Scaling up Synthetic Supervision for Computer Vision

Toyota Research Institute

Published in

Toyota Research Institute

10 min readSep 22, 2021

By Jie Li, Vitor Guizilini, Pavel Tokmakov, Sergey Zakharov, and Adrien Gaidon

Building off previous blog posts, in this post we will explain:

Why do we need simulation,
What the “sim-to-real gap” is,
How to use privileged information from simulation,
How to combine synthetic supervision with self-supervised learning,
How to supervise the invisible with synthetic data, and
How to leverage differentiable rendering.

The Need For Sim

Large scale, labeled datasets are key to modern machine learning systems. However, continuously building datasets at scale is often a slow, expensive trial-and-error process. Challenges include spurious correlations, harmful biases, and the long tail of unknown unknowns. For some tasks, the ideal dataset is not even possible to acquire in the first place, either for ethical or practical reasons.

An appealing alternative is to use simulators to re-create parts of the world (e.g. Jensen’s Kitchen) and generate synthetic datasets. These can be fully understood, controlled, tested, optimized for efficiency, scaled to arbitrary sizes, and perfectly labeled. On this last point, simulators can even generate labels beyond the annotation capabilities of humans, e.g., labeling forces for fully occluded objects. This is useful to teach machines how the world works, not just what it looks like on the surface. In addition, simulators can easily generate corner case scenarios or rare events that would be hard or dangerous to collect in the real world. Simulators basically enable your supervised ML algorithm to learn in “God mode” vs being micromanaged by a crowd-for-hire.

Although the effectiveness of synthetic data is undeniable, how can we make it even more useful? There has been lots of exciting progress for simulation in autonomous driving and robotics, ranging from re-simulation (VirtualKITTI) and dynamics (DRAKE) to procedural generation of driving scenes (Parallel Domain). But neural networks, whether human or artificial, can still tell the difference between simulation and reality. This domain gap (also known as the “uncanny valley”) limits the real-world performance of machine learning models when training only in simulation.

Overcoming this gap is an important research and practical challenge for the effective use of synthetic data. There are many different exciting directions explored by the community, including by our own robotics colleagues at TRI. In this blog post, we will provide an overview of our recent progress in leveraging photorealistic synthetic datasets for dynamic scene understanding, specifically for autonomous driving.

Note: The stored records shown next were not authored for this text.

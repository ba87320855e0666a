//! Pipeline error taxonomy and the uniform client-facing error body.
//!
//! Every stage of the pipeline fails with exactly one [`AppError`]. Returning
//! it from a middleware or handler short-circuits the remaining stages, and
//! axum renders it once through [`IntoResponse`]:
//!
//! ```json
//! { "success": false, "message": "...", "errorMessages": [{ "path": "...", "message": "..." }] }
//! ```
//!
//! | Kind | Status |
//! |------|--------|
//! | `Unauthorized` | 401 |
//! | `Forbidden` | 403 |
//! | `ValidationError` | 400 |
//! | `NotFound` | 404 |
//! | `InternalError` | 500 |

use std::fmt;

use anyhow::Error;
use axum::{
    http::{HeaderValue, StatusCode, header},
    response::{IntoResponse, Response},
};
use serde::{Deserialize, Serialize};

/// Message rendered for every internal error. Detail only goes to the log.
pub const INTERNAL_ERROR_MESSAGE: &str = "Something went wrong!";

const FALLBACK_BODY: &str =
    r#"{"success":false,"message":"Something went wrong!","errorMessages":[]}"#;

#[derive(Debug, Clone, Copy, PartialEq, Eq, Hash)]
pub enum ErrorKind {
    Unauthorized,
    Forbidden,
    ValidationError,
    NotFound,
    InternalError,
}

impl ErrorKind {
    pub fn status(&self) -> StatusCode {
        match self {
            ErrorKind::Unauthorized => StatusCode::UNAUTHORIZED,
            ErrorKind::Forbidden => StatusCode::FORBIDDEN,
            ErrorKind::ValidationError => StatusCode::BAD_REQUEST,
            ErrorKind::NotFound => StatusCode::NOT_FOUND,
            ErrorKind::InternalError => StatusCode::INTERNAL_SERVER_ERROR,
        }
    }

    pub fn as_str(&self) -> &'static str {
        match self {
            ErrorKind::Unauthorized => "unauthorized",
            ErrorKind::Forbidden => "forbidden",
            ErrorKind::ValidationError => "validation_error",
            ErrorKind::NotFound => "not_found",
            ErrorKind::InternalError => "internal_error",
        }
    }
}

impl fmt::Display for ErrorKind {
    fn fmt(&self, f: &mut fmt::Formatter<'_>) -> fmt::Result {
        f.write_str(self.as_str())
    }
}

/// One field-level (or route-level) entry of an error body.
#[derive(Debug, Clone, PartialEq, Eq, Serialize, Deserialize)]
pub struct ErrorMessage {
    pub path: String,
    pub message: String,
}

impl ErrorMessage {
    pub fn new(path: impl Into<String>, message: impl Into<String>) -> Self {
        Self {
            path: path.into(),
            message: message.into(),
        }
    }
}

/// Wire shape of every error response.
#[derive(Debug, Clone, Serialize, Deserialize)]
#[serde(rename_all = "camelCase")]
pub struct ErrorResponse {
    pub success: bool,
    pub message: String,
    pub error_messages: Vec<ErrorMessage>,
}

#[derive(Debug)]
pub struct AppError {
    pub kind: ErrorKind,
    pub message: String,
    pub error_messages: Vec<ErrorMessage>,
    /// Private cause of an internal error. Logged, never rendered.
    pub source: Option<Error>,
}

impl AppError {
    fn new(kind: ErrorKind, message: impl Into<String>) -> Self {
        Self {
            kind,
            message: message.into(),
            error_messages: Vec::new(),
            source: None,
        }
    }

    pub fn unauthorized(message: impl Into<String>) -> Self {
        Self::new(ErrorKind::Unauthorized, message)
    }

    pub fn forbidden(message: impl Into<String>) -> Self {
        Self::new(ErrorKind::Forbidden, message)
    }

    /// Field violations found while validating a request.
    pub fn validation(error_messages: Vec<ErrorMessage>) -> Self {
        Self {
            error_messages,
            ..Self::new(ErrorKind::ValidationError, "Validation Error")
        }
    }

    /// No route matched `path` (the original request URL).
    pub fn not_found(path: impl Into<String>) -> Self {
        Self {
            error_messages: vec![ErrorMessage::new(path, "API Not Found")],
            ..Self::new(ErrorKind::NotFound, "Not found")
        }
    }

    pub fn internal<E>(err: E) -> Self
    where
        E: Into<Error>,
    {
        Self {
            source: Some(err.into()),
            ..Self::new(ErrorKind::InternalError, INTERNAL_ERROR_MESSAGE)
        }
    }

    pub fn internal_error(detail: impl Into<String>) -> Self {
        Self::internal(anyhow::anyhow!(detail.into()))
    }

    pub fn status(&self) -> StatusCode {
        self.kind.status()
    }

    /// The body this error renders to.
    ///
    /// Internal errors always carry the generic message and no entries,
    /// whatever the constructor was given.
    pub fn body(&self) -> ErrorResponse {
        match self.kind {
            ErrorKind::InternalError => ErrorResponse {
                success: false,
                message: INTERNAL_ERROR_MESSAGE.to_string(),
                error_messages: Vec::new(),
            },
            _ => ErrorResponse {
                success: false,
                message: self.message.clone(),
                error_messages: self.error_messages.clone(),
            },
        }
    }
}

impl fmt::Display for AppError {
    fn fmt(&self, f: &mut fmt::Formatter<'_>) -> fmt::Result {
        write!(f, "{}: {}", self.kind, self.message)
    }
}

impl IntoResponse for AppError {
    fn into_response(self) -> Response {
        match (&self.kind, &self.source) {
            (ErrorKind::InternalError, Some(source)) => {
                tracing::error!(error = ?source, "internal error");
            }
            (ErrorKind::InternalError, None) => {
                tracing::error!(message = %self.message, "internal error");
            }
            (kind, _) => {
                tracing::debug!(kind = %kind, message = %self.message, "request rejected");
            }
        }

        let mut response = match serde_json::to_vec(&self.body()) {
            Ok(bytes) => json_response(self.status(), bytes),
            Err(err) => {
                tracing::error!(error = %err, "failed to render error body");
                fallback_response()
            }
        };

        response.extensions_mut().insert(self.kind);
        response
    }
}

impl<E> From<E> for AppError
where
    E: Into<Error>,
{
    fn from(err: E) -> Self {
        AppError::internal(err)
    }
}

fn json_response(status: StatusCode, bytes: Vec<u8>) -> Response {
    (
        status,
        [(
            header::CONTENT_TYPE,
            HeaderValue::from_static("application/json"),
        )],
        bytes,
    )
        .into_response()
}

/// Minimal 500 used when nothing better can be produced.
pub fn fallback_response() -> Response {
    let mut response = json_response(
        StatusCode::INTERNAL_SERVER_ERROR,
        FALLBACK_BODY.as_bytes().to_vec(),
    );
    response.extensions_mut().insert(ErrorKind::InternalError);
    response
}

Closing the “sim-to-real” gap

Domain adaptation is a long-standing topic in both Computer Vision and Robotics. In a nutshell, it aims to overcome the performance degradation due to training on data (i.e. the source domain) that is different from the test data (i.e.. the target domain). When the source domain is from a simulator and the target domain is the real world, then this problem is called “sim-to-real transfer” (see the RSS’20 workshop on this topic). In particular, unsupervised sim-to-real transfer is key for the practical use of synthetic data at scale: how can we learn models in sim when the only real-world data we have are unlabeled videos?

In recent years, adversarial domain adaptation based on Generative Adversarial Networks (GANs) has emerged as a promising family of solutions. These methods alternate the training of two networks. First, GANs learn a generator, a model to increase the photorealism of synthetic images by post-processing them. Second, they learn a critique (i.e discriminator) using real-world datasets to judge whether a post-processed synthetic image looks fake or real. The generator and discriminator are trained against each other, hence the name “adversarial learning”. After convergence, models trained with the “forged” (i.e. adapted) synthetic images transfer better to the real world, as shown in many works like PixelDA and SimGAN. The famous CycleGAN method can even achieve this with unpaired and unlabeled examples!

GAN framework is able to refine or transfer original synthetic images into a style that is close to a targeted real world image set.

Using Privileged Information

Although GANs provide an appealing solution for domain adaptation, it does not leverage the specificity of the sim-to-real gap, namely that the source data is from a simulator! Most domain adaptation methods are indeed using simulators as black-boxes, generating a set of input images and training labels as we would do for dataset collection in the real world. But a simulator is more than a passive sensor. As the creator of the world, simulators know everything regarding how a scene is generated. All this internal knowledge about the world is what we call Privileged Information (PI), a rich source of additional information that could help reduce the sim-to-real gap.

In our ICLR’19 paper SPIGAN, we propose a GAN based unsupervised domain adaptation method that leverages arbitrary privileged information as an auxiliary source of labels. This provides additional guidance to the sim-to-real adaptation process, ensuring that it is consistent with the internal state of the simulator or, in other words, how the world works!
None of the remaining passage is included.